P.S. The larder in the warming kitchen has bread, butter, and a meat pie, enough to hold you until breakfast.



Stuart was not unaccustomed to receiving irate letters. An MP never pleased all his constituents. And a barrister who won more cases than he ought to occasionally heard from incensed members of the opposing counsel. This note, however, went beyond irate, evidenced by the violence of its writing. At several places on the page the nib of the fountain pen had torn through the paper, the letters not so much jotted down as slapped onto the page, the t’s and i’s barely crossed and dotted in the wrath of the one who wielded the pen.

He very seldom allowed himself anything other than a measured response. But he couldn’t seem to think clearly. He was hungry. He was hungry because she’d served him food that had been the culinary equivalent of a siren song—he could no more eat it than a sailor of antiquity could relax and enjoy the music as he sailed into the rocky cliffs of Anthemusa. And now she would throw a tantrum because he wanted something as undemanding as a sandwich?

He pulled out a piece of his own stationery, and replied in French.





Dear Madame,



Are you trying to lose your position?

Your servant,

Stuart Somerset



Her return message came a few minutes later.





Dear Sir,



Are you hoping to be rid of me?

Yours humbly,

Verity Durant



No one would blame him if he did rid himself of her. Quite the contrary. He’d be applauded for his high standards and his gentlemanly consideration for his wife-to-be’s delicate sensibilities.

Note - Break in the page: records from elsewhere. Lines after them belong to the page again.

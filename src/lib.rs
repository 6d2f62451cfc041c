#[macro_use]
extern crate log;

extern crate config as lib_config;

pub mod battle;
pub mod config;
pub mod constants;
pub mod coordinator;
pub mod error;
pub mod events;
pub mod logger;
pub mod pokedex;
pub mod storages;
pub mod traits;
pub mod types;
pub mod utils;

pub type Result<T> = std::result::Result<T, Box<dyn Error + Send + Sync>>;

pub use requester::*;

use std::error::Error;
use std::sync::Arc;

use crate::config::Config;
use coordinator::Coordinator;
use events::Handler;
use storages::CoordinatorKey;

use serenity::client::bridge::gateway::{GatewayIntents, ShardManager};
use serenity::Client;
use tokio::task::JoinHandle;

pub type Shard = Arc<serenity::prelude::Mutex<ShardManager>>;

pub struct Instance {
    coordinator: Arc<Coordinator>,
    task: Option<JoinHandle<Result<()>>>,
    shard: Option<Shard>,
}

impl Instance {
    /// Connect to discord, or read from the terminal when `console` is set
    pub async fn start(config: &Config) -> Result<Self> {
        let coordinator = Arc::new(coordinator_from(config));

        if config.console {
            let task = tokio::spawn(console(Arc::clone(&coordinator)));

            return Ok(Self {
                coordinator,
                task: Some(task),
                shard: None,
            });
        }

        let token = config
            .token()
            .ok_or("Set the DISCORD_TOKEN or run it with SLACKEMON_CONSOLE=true")?;

        let mut client = Client::builder(&token)
            .event_handler(Handler::new(config.prefix.as_str()))
            .intents(intents())
            .await?;

        {
            let mut data = client.data.write().await;
            data.insert::<CoordinatorKey>(Arc::clone(&coordinator));
        }

        let shard_manager = Arc::clone(&client.shard_manager);
        let task = tokio::spawn(connect(client));

        Ok(Self {
            coordinator,
            shard: Some(shard_manager),
            task: Some(task),
        })
    }

    /// Take out the shard
    #[inline]
    pub fn shard(&mut self) -> Option<Shard> {
        self.shard.take()
    }

    #[inline]
    pub fn coordinator(&self) -> &Arc<Coordinator> {
        &self.coordinator
    }

    pub async fn wait(mut self) -> Result<()> {
        if let Some(task) = self.task.take() {
            task.await??;
        }

        info!(
            "Shutting down with {} trainers and {} battles in progress",
            self.coordinator.pokedex().len(),
            self.coordinator.battles().len()
        );

        Ok(())
    }
}

async fn console(coordinator: Arc<Coordinator>) -> Result<()> {
    events::read_input(coordinator).await;
    Ok(())
}

async fn connect(mut client: Client) -> Result<()> {
    client.start().await?;
    Ok(())
}

fn coordinator_from(config: &Config) -> Coordinator {
    let provider = PokeApi::new(Reqwest::new())
        .with_endpoint(config.api_endpoint.as_str())
        .with_version_group(config.version_group.as_str());

    Coordinator::new(Arc::new(provider)).with_fetch_timeout(config.fetch_timeout())
}

#[inline]
fn intents() -> GatewayIntents {
    GatewayIntents::GUILDS | GatewayIntents::GUILD_MESSAGES | GatewayIntents::DIRECT_MESSAGES
}
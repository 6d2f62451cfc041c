use core::time::Duration;

/// Every starter begins the journey at this level
pub const STARTER_LEVEL: u8 = 5;

/// The starters with their emoji
pub const STARTERS: &[(&str, &str)] = &[
    ("bulbasaur", "🌱"),
    ("charmander", "🔥"),
    ("squirtle", "💧"),
];

/// Wild pokemon come from the first generation
pub const OPPONENT_DEX_RANGE: (u16, u16) = (1, 151);
pub const OPPONENT_LEVEL_RANGE: (u8, u8) = (2, 6);

pub const DEFAULT_FETCH_TIMEOUT: Duration = Duration::from_secs(10);
pub const DEFAULT_PREFIX: &str = "pkm>";
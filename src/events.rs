use async_trait::async_trait;
use serenity::client::{Context, EventHandler};
use serenity::model::{channel::Message, gateway::Ready};

use crate::{
    coordinator::Coordinator, storages::CoordinatorKey, traits::Embedable, types::Incoming,
    types::UserId, utils::get_data,
};

use colorful::{Color, Colorful};
use std::sync::atomic::{AtomicUsize, Ordering};
use std::sync::Arc;
use tokio::io::{self, AsyncBufReadExt, BufReader};

pub struct Handler {
    prefix: String,
    handled: AtomicUsize,
}

impl Handler {
    pub fn new(prefix: impl Into<String>) -> Self {
        Self {
            prefix: prefix.into(),
            handled: AtomicUsize::new(0),
        }
    }

    /// `pkm> challenge` and `pkm> !run` are for us, so is a bare `!run`
    fn command<'a>(&self, content: &'a str) -> Option<&'a str> {
        let content = content.trim();

        match content.strip_prefix(self.prefix.as_str()) {
            Some(command) => Some(command.trim()),
            None if content.starts_with('!') => Some(content),
            None => None,
        }
    }
}

#[async_trait]
impl EventHandler for Handler {
    async fn message(&self, ctx: Context, msg: Message) {
        if msg.author.bot {
            return;
        }

        let command = match self.command(&msg.content) {
            Some(c) if !c.is_empty() => c,
            _ => return,
        };

        let coordinator = match get_data::<CoordinatorKey>(&ctx).await {
            Some(c) => c,
            None => {
                error!("The coordinator is missing from the client data");
                return;
            }
        };

        trace!(
            "{}> {}",
            msg.author.name.to_owned().underlined(),
            command.gradient(Color::LightGreen)
        );

        let incoming = Incoming::from_command(UserId::from(msg.author.id), command);
        let presentation = match coordinator.handle(incoming).await {
            Some(p) => p,
            None => return,
        };

        self.handled.fetch_add(1, Ordering::SeqCst);

        let sent = msg
            .channel_id
            .send_message(&ctx, |m| m.embed(|embed| presentation.append_to(embed)))
            .await;

        if let Err(why) = sent {
            error!("Cannot send the battle message\n{:#?}", why);
        }
    }

    async fn ready(&self, _ctx: Context, ready: Ready) {
        info!(
            "{} is now available on {} servers, {} events handled so far",
            ready.user.name,
            ready.guilds.len(),
            self.handled.load(Ordering::SeqCst),
        );
    }
}

/// Play in the terminal, every line is `<user> <command>`
pub async fn read_input(coordinator: Arc<Coordinator>) {
    let mut lines = BufReader::new(io::stdin()).lines();

    println!("Type `<user> choose` to begin, `<user> !run` to flee from a battle");

    loop {
        let line = match lines.next_line().await {
            Ok(Some(line)) => line,
            Ok(None) => break,
            Err(why) => {
                error!("Cannot read the input\n{:#?}", why);
                break;
            }
        };

        let mut parts = line.trim().splitn(2, char::is_whitespace);
        let (user, command) = match (parts.next(), parts.next()) {
            (Some(user), Some(command)) if !user.is_empty() => (user, command),
            _ => continue,
        };

        let incoming = Incoming::from_command(UserId::from(user), command);

        if let Some(presentation) = coordinator.handle(incoming).await {
            println!("{}\n", presentation);
        }
    }

    info!("No more input, leaving the console");
}

#[cfg(test)]
mod tests {
    use super::Handler;

    #[test]
    fn commands_need_the_prefix() {
        let handler = Handler::new("pkm>");

        assert_eq!(handler.command("pkm> challenge"), Some("challenge"));
        assert_eq!(handler.command("  pkm>!move_1"), Some("!move_1"));
        assert_eq!(handler.command("!run"), Some("!run"));
        assert_eq!(handler.command("challenge"), None);
        assert_eq!(handler.command("hello pkm> choose"), None);
    }
}
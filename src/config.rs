use crate::constants::{DEFAULT_FETCH_TIMEOUT, DEFAULT_PREFIX};
use crate::Result;
use core::time::Duration;
use lib_config::{Config as LibConfig, Environment};
use requester::pokeapi::{API_ENDPOINT, DEFAULT_VERSION_GROUP};
use serde::Deserialize;
use std::env;

#[derive(Debug, Deserialize)]
pub struct Config {
    pub discord_token: Option<String>,
    pub prefix: String,
    /// Play in the terminal instead of connecting to discord
    pub console: bool,
    pub version_group: String,
    pub api_endpoint: String,
    pub fetch_timeout_secs: u64,
}

impl Config {
    /// Read the config from the `SLACKEMON_*` environment variables
    pub fn from_env() -> Result<Self> {
        let mut config = LibConfig::new();

        config.set_default("prefix", DEFAULT_PREFIX)?;
        config.set_default("console", false)?;
        config.set_default("version_group", DEFAULT_VERSION_GROUP)?;
        config.set_default("api_endpoint", API_ENDPOINT)?;
        config.set_default("fetch_timeout_secs", DEFAULT_FETCH_TIMEOUT.as_secs() as i64)?;
        config.merge(Environment::with_prefix("SLACKEMON"))?;

        let res = config.try_into()?;
        Ok(res)
    }

    /// The token from the config, or the plain `DISCORD_TOKEN` variable
    pub fn token(&self) -> Option<String> {
        self.discord_token
            .clone()
            .or_else(|| env::var("DISCORD_TOKEN").ok())
            .filter(|v| !v.trim().is_empty())
    }

    #[inline]
    pub fn fetch_timeout(&self) -> Duration {
        Duration::from_secs(self.fetch_timeout_secs.max(1))
    }
}
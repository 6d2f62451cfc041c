/// A pokemon can only remember this many moves at once
pub const MAX_MOVES: usize = 4;

/// Used when nothing in the learnset is available yet
pub const DEFAULT_MOVE: &str = "tackle";

/// A move a species learns by leveling up
#[derive(Debug, Clone, PartialEq, Eq)]
pub struct LearnsetEntry {
    pub level: u8,
    pub name: String,
}

impl LearnsetEntry {
    pub fn new(level: u8, name: impl Into<String>) -> Self {
        Self {
            level,
            name: name.into(),
        }
    }
}

/// Pick the moves a pokemon at `level` would know.
///
/// The most recently learned moves come first, moves learned on the same
/// level keep the learnset order. The result never contains the same move
/// twice, holds at most [`MAX_MOVES`] moves and falls back to
/// [`DEFAULT_MOVE`] when the pokemon cannot know anything yet.
pub fn select_moves(learnset: &[LearnsetEntry], level: u8) -> Vec<String> {
    let mut learned: Vec<&LearnsetEntry> = learnset.iter().filter(|v| v.level <= level).collect();

    // `sort_by` is stable
    learned.sort_by(|a, b| b.level.cmp(&a.level));

    let mut moves: Vec<String> = Vec::with_capacity(MAX_MOVES);

    for entry in learned {
        if moves.len() == MAX_MOVES {
            break;
        }

        if !moves.iter().any(|v| v == &entry.name) {
            moves.push(entry.name.to_owned());
        }
    }

    if moves.is_empty() {
        moves.push(DEFAULT_MOVE.to_owned());
    }

    moves
}
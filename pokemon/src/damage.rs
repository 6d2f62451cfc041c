use rand::Rng;

pub type Damage = u16;

const MIN_DAMAGE_MODIFY: f32 = 0.85;

/// Types are not modeled, every move hits with the same power
pub const BASE_POWER: u16 = 40;

pub struct DamageStats {
    atk: u16,
    def: u16,
    level: u8,
    power: u16,
}

impl DamageStats {
    pub fn new(power: u16, atk: u16, def: u16, level: u8) -> Self {
        Self {
            power,
            atk: atk.max(1),
            def: def.max(1),
            level,
        }
    }

    // (((level * 2 / 5) + 2) * power * atk / def) / 50 + 2
    fn cal(&self) -> Damage {
        let level_dmg = (self.level as u32 * 2 / 5) + 2;
        let basic = level_dmg * self.power as u32 * self.atk as u32 / self.def as u32 / 50;
        (basic + 2).min(Damage::MAX as u32) as Damage
    }

    /// The damage range of a single hit, never lower than 1
    pub fn calculate(&self) -> (Damage, Damage) {
        let max_dmg = self.cal();
        let min_dmg = (max_dmg as f32 * MIN_DAMAGE_MODIFY) as Damage;
        (min_dmg.max(1), max_dmg)
    }

    /// Roll the damage of a hit within the range of [`calculate`](Self::calculate)
    pub fn roll<R: Rng + ?Sized>(&self, rng: &mut R) -> Damage {
        let (min, max) = self.calculate();
        rng.gen_range(min..=max)
    }
}

#[cfg(test)]
mod tests {
    use super::*;
    use rand::rngs::SmallRng;
    use rand::SeedableRng;

    #[test]
    fn starter_damage_range() {
        let stats = DamageStats::new(BASE_POWER, 49, 49, 5);
        assert_eq!(stats.calculate(), (4, 5));
    }

    #[test]
    fn higher_level_hits_harder() {
        let stats = DamageStats::new(BASE_POWER, 49, 49, 50);
        assert_eq!(stats.calculate(), (16, 19));
    }

    #[test]
    fn zero_stats_are_clamped() {
        let stats = DamageStats::new(BASE_POWER, 0, 0, 1);
        let (min, max) = stats.calculate();
        assert!(min >= 1);
        assert!(min <= max);
    }

    #[test]
    fn roll_stays_in_range() {
        let stats = DamageStats::new(BASE_POWER, 65, 40, 7);
        let (min, max) = stats.calculate();
        let mut rng = SmallRng::seed_from_u64(7);

        for _ in 0..500 {
            let dmg = stats.roll(&mut rng);
            assert!(dmg >= min && dmg <= max);
        }
    }

    #[test]
    fn same_seed_same_rolls() {
        let stats = DamageStats::new(BASE_POWER, 52, 43, 6);
        let mut a = SmallRng::seed_from_u64(42);
        let mut b = SmallRng::seed_from_u64(42);

        let first: Vec<_> = (0..20).map(|_| stats.roll(&mut a)).collect();
        let second: Vec<_> = (0..20).map(|_| stats.roll(&mut b)).collect();
        assert_eq!(first, second);
    }
}
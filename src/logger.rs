use crate::Result;
use colorful::core::color_string::CString;
use colorful::Colorful;
use core::fmt::Arguments;
use dashmap::DashMap;
use lazy_static::lazy_static;
use log::{Level, LevelFilter, Record};
use std::fs;
use std::io;
use std::time::{Duration, Instant};

const LOG_DIR: &str = "logs/";

lazy_static! {
    static ref TRACKING: DashMap<String, Instant> = DashMap::new();
}

fn get_time_and_update(name: &str) -> Duration {
    let now = Instant::now();
    let duration = match TRACKING.get(name) {
        Some(time) => now.duration_since(*time),
        None => Duration::from_millis(0),
    };

    TRACKING.insert(name.to_owned(), now);

    duration
}

#[derive(Debug, Clone, Copy, PartialEq, Eq)]
enum Sink {
    Console,
    File,
}

/// Per target verbosity of the console and the file
const TARGETS: &[(&str, LevelFilter, LevelFilter)] = &[
    ("slackemon", LevelFilter::Trace, LevelFilter::Debug),
    ("requester", LevelFilter::Debug, LevelFilter::Debug),
    ("serenity", LevelFilter::Error, LevelFilter::Warn),
    ("tracing", LevelFilter::Error, LevelFilter::Error),
];

fn target_level(target: &str, sink: Sink) -> Option<LevelFilter> {
    TARGETS
        .iter()
        .find(|(name, _, _)| *name == target)
        .map(|(_, console, file)| match sink {
            Sink::Console => *console,
            Sink::File => *file,
        })
}

fn with_targets(mut dispatch: fern::Dispatch, sink: Sink) -> fern::Dispatch {
    for (target, _, _) in TARGETS {
        if let Some(level) = target_level(target, sink) {
            dispatch = dispatch.level_for(*target, level);
        }
    }

    dispatch
}

pub fn init() -> Result<()> {
    fs::create_dir_all(LOG_DIR)?;

    let console = fern::Dispatch::new()
        .format(console_format)
        .level(LevelFilter::Info);

    let console = with_targets(console, Sink::Console)
        .filter(|meta| meta.level() > LevelFilter::Warn)
        .chain(io::stdout());

    let err_console = fern::Dispatch::new()
        .format(console_format)
        .level(LevelFilter::Warn)
        .chain(io::stderr());

    let file = fern::Dispatch::new()
        .format(file_format)
        .level(LevelFilter::Warn);

    let file = with_targets(file, Sink::File)
        .chain(fern::DateBased::new(LOG_DIR, "%F.slackemon.log"));

    fern::Dispatch::new()
        .chain(file)
        .chain(console)
        .chain(err_console)
        .apply()?;

    Ok(())
}

fn console_format(callback: fern::FormatCallback, message: &Arguments, record: &Record) {
    let mut name = record.target().to_owned();

    if let Some(line) = record.line() {
        name.push_str(&format!(":{}", line));
    }

    let duration = get_time_and_update(&name);

    callback.finish(format_args!(
        "{}{} {}{} {} ({}ms)",
        "[".dark_gray(),
        level_style(record.level()),
        name,
        "]".dark_gray(),
        message,
        duration.as_millis(),
    ))
}

fn file_format(callback: fern::FormatCallback, message: &Arguments, record: &Record) {
    let line = record.line().map(|v| format!(":{}", v));

    callback.finish(format_args!(
        "{} {:<5} {}{} {}",
        chrono::Local::now().format("%F %T%.3f"),
        record.level(),
        record.target(),
        line.unwrap_or_default(),
        message,
    ))
}

fn level_style(level: Level) -> CString {
    match level {
        Level::Trace => "TRACE".dark_gray(),
        Level::Debug => "DEBUG".white(),
        Level::Info => "INFO".green(),
        Level::Warn => "WARN".yellow(),
        Level::Error => "ERROR".red().bold(),
    }
}
#[cfg(test)]
pub(crate) mod tests {
    use super::*;
    use pokemon_core::LearnsetEntry;
    use pretty_assertions::assert_eq;
    use rand::SeedableRng;

    pub fn species(name: &str, base_hp: u16, attack: u16, defense: u16) -> SpeciesBaseData {
        SpeciesBaseData {
            name: name.to_owned(),
            display_name: crate::utils::title_case(name),
            sprite: None,
            base_hp,
            base_attack: attack,
            base_defense: defense,
            learnset: vec![
                LearnsetEntry::new(1, "tackle"),
                LearnsetEntry::new(1, "growl"),
                LearnsetEntry::new(7, "leech-seed"),
            ],
        }
    }

    fn session(seed: u64) -> BattleSession {
        BattleSession::new(
            Combatant::new(&species("bulbasaur", 45, 49, 49), 5),
            Combatant::new(&species("rattata", 30, 56, 35), 3),
            SmallRng::seed_from_u64(seed),
        )
    }

    #[test]
    fn combatant_from_species() {
        let bulbasaur = Combatant::new(&species("bulbasaur", 45, 49, 49), 5);

        assert_eq!(bulbasaur.stats.max_hp, 70);
        assert_eq!(bulbasaur.moves, vec!["tackle", "growl"]);
        assert_eq!(bulbasaur.display_name, "Bulbasaur");
    }

    #[test]
    fn new_session_is_in_progress() {
        let battle = session(1);

        assert_eq!(battle.state(), BattleState::InProgress);
        assert_eq!(battle.player_hp(), 70);
        assert_eq!(battle.opponent_hp(), 45);
        assert_eq!(battle.turn(), 0);
    }

    #[test]
    fn hp_only_goes_down() {
        for seed in 0..50 {
            let mut battle = session(seed);
            let mut last = (battle.player_hp(), battle.opponent_hp());

            while battle.state() == BattleState::InProgress {
                let report = battle.select_move(seed as usize % 2).unwrap();
                let now = (battle.player_hp(), battle.opponent_hp());

                assert!(now.0 <= last.0 && now.1 < last.1);
                assert_eq!(report.player_hit.remaining_hp, now.1);
                assert_eq!(report.state, battle.state());
                assert_eq!(report.moves, battle.player().moves);
                last = now;
            }

            match battle.state() {
                BattleState::Resolved(Winner::Player) => assert_eq!(battle.opponent_hp(), 0),
                BattleState::Resolved(Winner::Opponent) => assert_eq!(battle.player_hp(), 0),
                state => panic!("Unexpected state {:?}", state),
            }
        }
    }

    fn hopeless_session() -> BattleSession {
        BattleSession::new(
            Combatant::new(&species("caterpie", 1, 1, 1), 2),
            Combatant::new(&species("mewtwo", 106, 250, 90), 70),
            SmallRng::seed_from_u64(11),
        )
    }

    #[test]
    fn weak_player_loses() {
        let mut battle = hopeless_session();
        let report = battle.select_move(0).unwrap();

        assert_eq!(report.state, BattleState::Resolved(Winner::Opponent));
        assert_eq!(battle.state(), BattleState::Resolved(Winner::Opponent));
        assert_eq!(battle.player_hp(), 0);
        assert!(battle.opponent_hp() > 0);

        let hit = report.opponent_hit.unwrap();
        assert_eq!(hit.target, "Caterpie");
        assert_eq!(hit.remaining_hp, 0);

        assert_eq!(battle.select_move(0), Err(BattleError::InvalidSessionState));
        assert_eq!(battle.run(), Err(BattleError::InvalidSessionState));
    }

    #[test]
    fn no_retaliation_after_fainting() {
        let mut battle = BattleSession::new(
            Combatant::new(&species("mewtwo", 106, 250, 90), 70),
            Combatant::new(&species("caterpie", 1, 30, 1), 2),
            SmallRng::seed_from_u64(3),
        );

        let report = battle.select_move(0).unwrap();

        assert_eq!(report.state, BattleState::Resolved(Winner::Player));
        assert_eq!(report.opponent_hit, None);
        assert_eq!(battle.player_hp(), battle.player().stats.max_hp);
    }

    #[test]
    fn same_seed_same_battle() {
        let mut a = session(9);
        let mut b = session(9);

        while a.state() == BattleState::InProgress {
            assert_eq!(a.select_move(0), b.select_move(0));
        }

        assert_eq!(a.state(), b.state());
    }

    #[test]
    fn invalid_move_changes_nothing() {
        let mut battle = session(4);

        assert_eq!(battle.select_move(2), Err(BattleError::InvalidMove(2)));
        assert_eq!(battle.turn(), 0);
        assert_eq!(battle.player_hp(), 70);
        assert_eq!(battle.opponent_hp(), 45);
    }

    #[test]
    fn run_always_flees() {
        let mut battle = session(5);
        battle.select_move(0).unwrap();

        assert_eq!(battle.run(), Ok(BattleState::Fled));
        assert_eq!(battle.run(), Err(BattleError::InvalidSessionState));
        assert_eq!(battle.select_move(0), Err(BattleError::InvalidSessionState));
    }

    #[test]
    fn only_one_slot_per_user() {
        let registry = BattleRegistry::new();
        let user = UserId::from("ash");

        let reservation = registry.reserve(&user).unwrap();
        assert!(matches!(
            registry.reserve(&user),
            Err(BattleError::SessionAlreadyActive)
        ));
        assert_eq!(registry.run(&user), Err(BattleError::InvalidSessionState));

        reservation.activate(session(1));
        assert!(matches!(
            registry.reserve(&user),
            Err(BattleError::SessionAlreadyActive)
        ));
        assert!(registry.session(&user).is_some());
    }

    #[test]
    fn dropped_reservation_frees_the_slot() {
        let registry = BattleRegistry::new();
        let user = UserId::from("brock");

        drop(registry.reserve(&user).unwrap());

        assert!(!registry.contains(&user));
        assert!(registry.reserve(&user).is_ok());
    }

    #[test]
    fn finished_battles_are_removed() {
        let registry = BattleRegistry::new();
        let user = UserId::from("ash");

        registry.reserve(&user).unwrap().activate(session(2));

        loop {
            let report = registry.select_move(&user, 0).unwrap();
            if report.state.is_terminal() {
                break;
            }
        }

        assert!(registry.is_empty());
        assert_eq!(
            registry.select_move(&user, 0),
            Err(BattleError::InvalidSessionState)
        );
        assert_eq!(registry.run(&user), Err(BattleError::InvalidSessionState));
    }

    #[test]
    fn lost_battles_are_removed() {
        let registry = BattleRegistry::new();
        let user = UserId::from("gary");

        registry.reserve(&user).unwrap().activate(hopeless_session());

        let report = registry.select_move(&user, 0).unwrap();
        assert_eq!(report.state, BattleState::Resolved(Winner::Opponent));
        assert_eq!(report.opponent_hit.map(|v| v.remaining_hp), Some(0));

        assert!(!registry.contains(&user));
        assert_eq!(
            registry.select_move(&user, 0),
            Err(BattleError::InvalidSessionState)
        );
        assert_eq!(registry.run(&user), Err(BattleError::InvalidSessionState));
        assert!(registry.reserve(&user).is_ok());
    }

    #[test]
    fn fled_battles_are_removed() {
        let registry = BattleRegistry::new();
        let user = UserId::from("ash");

        registry.reserve(&user).unwrap().activate(session(2));

        assert_eq!(registry.run(&user), Ok(BattleState::Fled));
        assert!(registry.session(&user).is_none());
        assert!(registry.reserve(&user).is_ok());
    }
}
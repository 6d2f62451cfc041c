use colorful::Colorful;
use dotenv::dotenv;
use slackemon::config::Config;
use slackemon::{logger, Result};
use tokio::runtime::Runtime;
use tokio::signal::{self, unix};

fn main() -> Result<()> {
    dotenv().ok();
    logger::init()?;

    let config = Config::from_env()?;

    Runtime::new()?.block_on(async move {
        let mut bot = slackemon::Instance::start(&config).await?;

        if let Some(shard) = bot.shard() {
            tokio::spawn(ctrl_c_handle(shard));
        }

        bot.wait().await
    })?;

    log::info!("Bye! for real");
    Ok(())
}

// To handle SIGINT and SIGTERM
async fn ctrl_c_handle(shard_manager: slackemon::Shard) {
    let mut term_sig = match unix::signal(unix::SignalKind::terminate()) {
        Ok(sig) => sig,
        Err(why) => {
            log::error!("Cannot listen to SIGTERM\n{:#?}", why);
            return;
        }
    };

    let sig = Box::pin(term_sig.recv());
    let ctrl_c = Box::pin(signal::ctrl_c());
    futures::future::select(sig, ctrl_c).await;

    log::info!("{}", "RECEIVED THE EXIT SIGNAL".red().bold().underlined());
    shard_manager.lock().await.shutdown_all().await;
}
use crate::types::CreatureRecord;
use thiserror::Error;

/// Everything that can go wrong while playing.
/// None of them is fatal, the message is shown to the user who caused it.
#[derive(Error, Debug, Clone, PartialEq, Eq)]
pub enum BattleError {
    #[error("You've already made your choice, trainer! {} is waiting for you.", .0.display_name())]
    AlreadyChosen(CreatureRecord),

    #[error("You don't have a partner yet! Say `choose` to pick your first pokemon.")]
    NoStarterChosen,

    #[error("You are already in a battle! Finish it or run away first.")]
    SessionAlreadyActive,

    #[error("There is no battle going on for you right now.")]
    InvalidSessionState,

    #[error("Your pokemon doesn't know the move #{}.", .0.saturating_add(1))]
    InvalidMove(usize),

    #[error("The pokemon data is unavailable right now, please try again later.")]
    SpeciesUnavailable(String),
}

Not to mention he’d never again be subject to the unwanted provocation of her cooking, the sybaritic beguilement of it. Never again covet her food with such inconvenient, hypocritical hunger.





Dear Madame,



Not yet. But I could easily change my mind.

Your servant,

Stuart Somerset





She watched him from just beyond the reach of the dim light, through the narrow opening of the door—her archangel come to earth, his halo dented, his wings less than immaculate.